§ **ASSIGNMENT**: Which lines in the records below include the word "step"? Report each of them in full.

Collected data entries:

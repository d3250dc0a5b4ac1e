// Training loop shell
//
// Epoch = mini-batches over the train split (mean spectral loss per batch,
// backward, Adam step), then the held-out split on the non-autodiff copy of
// the model. Every epoch ends with a new checkpoint on disk.

mod dataset;

pub use dataset::{
    train_test_split, ClipDataset, InMemoryDataset, Subset, TrainingClip, WavDirectoryDataset,
};

use burn::module::AutodiffModule;
use burn::optim::{AdamConfig, GradientsParams, Optimizer};
use burn::tensor::{backend::Backend, Tensor, TensorData};
use rand::{rngs::StdRng, seq::SliceRandom, SeedableRng};
use std::path::{Path, PathBuf};
use tracing::{info, warn};

use crate::config::AppConfig;
use crate::error::{InferenceError, Stage, TrainingError};
use crate::loss::MultiResolutionStftLoss;
use crate::model::{load_checkpoint, save_checkpoint, ModelArchitecture, WavetableSynthModel};
use crate::synthesis::SynthesisEngine;
use crate::{InferenceBackend, TrainingBackend};

/// Outcome of one epoch
#[derive(Debug, Clone, PartialEq)]
pub struct EpochReport {
    pub epoch: usize,
    /// Mean loss of the applied batches; `None` when every batch was skipped
    pub train_loss: Option<f32>,
    /// Mean held-out loss; `None` for an empty test split
    pub test_loss: Option<f32>,
    pub skipped_batches: usize,
    /// Manifest of the checkpoint written after the epoch
    pub checkpoint: PathBuf,
}

/// Outcome of a full training run
#[derive(Debug, Clone, PartialEq, Default)]
pub struct TrainingSummary {
    pub epochs: Vec<EpochReport>,
}

impl TrainingSummary {
    pub fn final_checkpoint(&self) -> Option<&Path> {
        self.epochs.last().map(|report| report.checkpoint.as_path())
    }
}

/// Runs epochs of training over a dataset
pub struct Trainer {
    config: AppConfig,
    engine: SynthesisEngine,
    loss: MultiResolutionStftLoss,
}

fn scalar<B: Backend>(tensor: Tensor<B, 1>) -> Result<f32, InferenceError> {
    tensor
        .into_data()
        .to_vec::<f32>()
        .map_err(|err| InferenceError::diverged(Stage::Loss, format!("{:?}", err)))?
        .first()
        .copied()
        .ok_or_else(|| InferenceError::diverged(Stage::Loss, "empty loss tensor"))
}

/// Visiting order of the train split for one epoch, reshuffled per epoch
fn epoch_order(len: usize, seed: u64, epoch: usize) -> Vec<usize> {
    let mut order: Vec<usize> = (0..len).collect();
    let mut rng = StdRng::seed_from_u64(seed.wrapping_add(epoch as u64));
    order.shuffle(&mut rng);
    order
}

fn mean(values: &[f32]) -> Option<f32> {
    if values.is_empty() {
        None
    } else {
        Some(values.iter().sum::<f32>() / values.len() as f32)
    }
}

impl Trainer {
    /// # Errors
    /// `Config` when the configuration fails validation
    pub fn new(config: AppConfig) -> Result<Self, TrainingError> {
        config.validate()?;
        Ok(Self {
            engine: SynthesisEngine::new(&config),
            loss: MultiResolutionStftLoss::new(&config.loss),
            config,
        })
    }

    pub fn config(&self) -> &AppConfig {
        &self.config
    }

    /// Spectral loss of one clip's reconstruction, [1]
    fn clip_loss<B: Backend>(
        &self,
        model: &WavetableSynthModel<B>,
        clip: &TrainingClip,
    ) -> Result<Tensor<B, 1>, InferenceError> {
        let prediction = model.forward(&clip.features, self.config.features.loudness_floor_db)?;
        let reconstruction = self.engine.render(&prediction);
        let samples = &clip.waveform.samples;
        let target = Tensor::<B, 1>::from_data(
            TensorData::new(samples.clone(), [samples.len()]),
            &reconstruction.device(),
        );
        Ok(self.loss.forward(reconstruction, target))
    }

    /// Mean held-out loss; diverging clips are logged and left out
    fn evaluate(
        &self,
        model: &WavetableSynthModel<InferenceBackend>,
        dataset: &dyn ClipDataset,
    ) -> Result<Option<f32>, TrainingError> {
        let mut losses = Vec::with_capacity(dataset.len());
        for clip in dataset.iter() {
            let clip = clip?;
            let value = scalar(self.clip_loss(model, &clip)?)?;
            if value.is_finite() {
                losses.push(value);
            } else {
                warn!("[Trainer] Held-out clip '{}' produced loss {}", clip.name, value);
            }
        }
        Ok(mean(&losses))
    }

    /// Train on `dataset`, optionally continuing from a checkpoint manifest
    ///
    /// # Returns
    /// One report per epoch, each naming the checkpoint written after it
    ///
    /// # Errors
    /// `Dataset` for an empty train split or unreadable clips, `Checkpoint`
    /// when weights cannot be written, `Inference` when resuming fails
    pub fn train(
        &self,
        dataset: &dyn ClipDataset,
        resume: Option<&Path>,
    ) -> Result<TrainingSummary, TrainingError> {
        let train_config = &self.config.train;
        let (train, test) = train_test_split(dataset, train_config.train_split, train_config.seed);
        if train.is_empty() {
            return Err(TrainingError::Dataset {
                reason: format!("no training clips ({} clips, split {})", dataset.len(), train_config.train_split),
            });
        }

        let device = Default::default();
        let (mut model, start_epoch) = match resume {
            Some(manifest) => {
                let (model, manifest) = load_checkpoint::<TrainingBackend>(manifest, &self.config, &device)?;
                info!("[Trainer] Resuming after epoch {}", manifest.epoch);
                (model, manifest.epoch)
            }
            None => (WavetableSynthModel::<TrainingBackend>::new(&self.config, &device), 0),
        };
        let architecture = ModelArchitecture::from_config(&self.config);
        let mut optimizer = AdamConfig::new().init::<TrainingBackend, WavetableSynthModel<TrainingBackend>>();

        info!(
            "[Trainer] {} train / {} test clips, {} epochs, batch size {}",
            train.len(),
            test.len(),
            train_config.epochs,
            train_config.batch_size
        );

        let mut summary = TrainingSummary::default();

        for epoch in start_epoch + 1..=start_epoch + train_config.epochs {
            let batch_indices = epoch_order(train.len(), train_config.seed, epoch);
            let mut batch_losses = Vec::new();
            let mut skipped_batches = 0;

            for batch in batch_indices.chunks(train_config.batch_size) {
                let mut terms = Vec::with_capacity(batch.len());
                for &index in batch {
                    let clip = train.get(index)?;
                    terms.push(self.clip_loss(&model, &clip)?);
                }
                let batch_loss = Tensor::cat(terms, 0).mean();
                let value = scalar(batch_loss.clone())?;

                if !value.is_finite() {
                    warn!("[Trainer] Epoch {}: skipping batch with loss {}", epoch, value);
                    skipped_batches += 1;
                    continue;
                }

                let grads = GradientsParams::from_grads(batch_loss.backward(), &model);
                model = optimizer.step(train_config.learning_rate, model, grads);
                batch_losses.push(value);
            }

            let train_loss = mean(&batch_losses);
            let test_loss = self.evaluate(&model.valid(), &test)?;
            let checkpoint = save_checkpoint(&model, &architecture, &train_config.checkpoint_dir, epoch)?;

            info!(
                "[Trainer] Epoch {}: train_loss={:?}, test_loss={:?}, skipped={}",
                epoch, train_loss, test_loss, skipped_batches
            );
            summary.epochs.push(EpochReport {
                epoch,
                train_loss,
                test_loss,
                skipped_batches,
                checkpoint,
            });
        }

        Ok(summary)
    }
}

#[cfg(test)]
mod tests {
    use super::*;
    use crate::fixtures::generate_sine;
    use tempfile::tempdir;

    fn tiny_config(checkpoint_dir: &Path) -> AppConfig {
        let mut config = AppConfig::default();
        config.common.duration_secs = 0.1;
        config.features.fft_size = 256;
        config.features.n_mels = 16;
        config.features.n_mfcc = 4;
        config.model.hidden_size = 8;
        config.model.n_wavetables = 2;
        config.model.table_size = 32;
        config.model.n_harmonic = 2;
        config.loss.fft_sizes = vec![256, 64];
        config.train.epochs = 1;
        config.train.batch_size = 2;
        config.train.checkpoint_dir = checkpoint_dir.to_path_buf();
        config
    }

    #[test]
    fn test_epoch_order_reshuffles_each_epoch() {
        let first = epoch_order(16, 7, 1);
        let mut sorted = first.clone();
        sorted.sort_unstable();
        assert_eq!(sorted, (0..16).collect::<Vec<_>>());

        assert_eq!(first, epoch_order(16, 7, 1));
        assert_ne!(first, epoch_order(16, 7, 2));
    }

    fn dataset(config: &AppConfig, n: usize) -> InMemoryDataset {
        let waves = (0..n)
            .map(|i| (format!("tone{}", i), generate_sine(180.0 + 40.0 * i as f32, 0.5, 0.1, 16_000)))
            .collect();
        InMemoryDataset::from_waveforms(config, waves).unwrap()
    }

    #[test]
    fn test_one_epoch_writes_checkpoint() {
        let dir = tempdir().unwrap();
        let config = tiny_config(dir.path());
        let data = dataset(&config, 4);

        let summary = Trainer::new(config).unwrap().train(&data, None).unwrap();
        assert_eq!(summary.epochs.len(), 1);

        let report = &summary.epochs[0];
        assert_eq!(report.epoch, 1);
        assert_eq!(report.skipped_batches, 0);
        assert!(report.train_loss.unwrap().is_finite());
        assert!(report.test_loss.unwrap().is_finite());
        assert!(report.checkpoint.exists());
        assert_eq!(summary.final_checkpoint(), Some(report.checkpoint.as_path()));
    }

    #[test]
    fn test_resume_continues_epoch_numbering() {
        let dir = tempdir().unwrap();
        let config = tiny_config(dir.path());
        let data = dataset(&config, 2);
        let trainer = Trainer::new(config).unwrap();

        let first = trainer.train(&data, None).unwrap();
        let resumed = trainer.train(&data, first.final_checkpoint()).unwrap();
        assert_eq!(resumed.epochs[0].epoch, 2);
        assert_ne!(resumed.epochs[0].checkpoint, first.epochs[0].checkpoint);
    }

    #[test]
    fn test_empty_dataset_is_rejected() {
        let dir = tempdir().unwrap();
        let trainer = Trainer::new(tiny_config(dir.path())).unwrap();
        let err = trainer.train(&InMemoryDataset::default(), None).unwrap_err();
        assert!(matches!(err, TrainingError::Dataset { .. }));
    }

    #[test]
    fn test_invalid_config_is_rejected() {
        let mut config = AppConfig::default();
        config.train.batch_size = 0;
        assert!(matches!(Trainer::new(config), Err(TrainingError::Config { .. })));
    }
}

§ **RESPONSE TO THE EXERCISE**:
// backward, Adam step), then the held-out split on the non-autodiff copy of
                model = optimizer.step(train_config.learning_rate, model, grads);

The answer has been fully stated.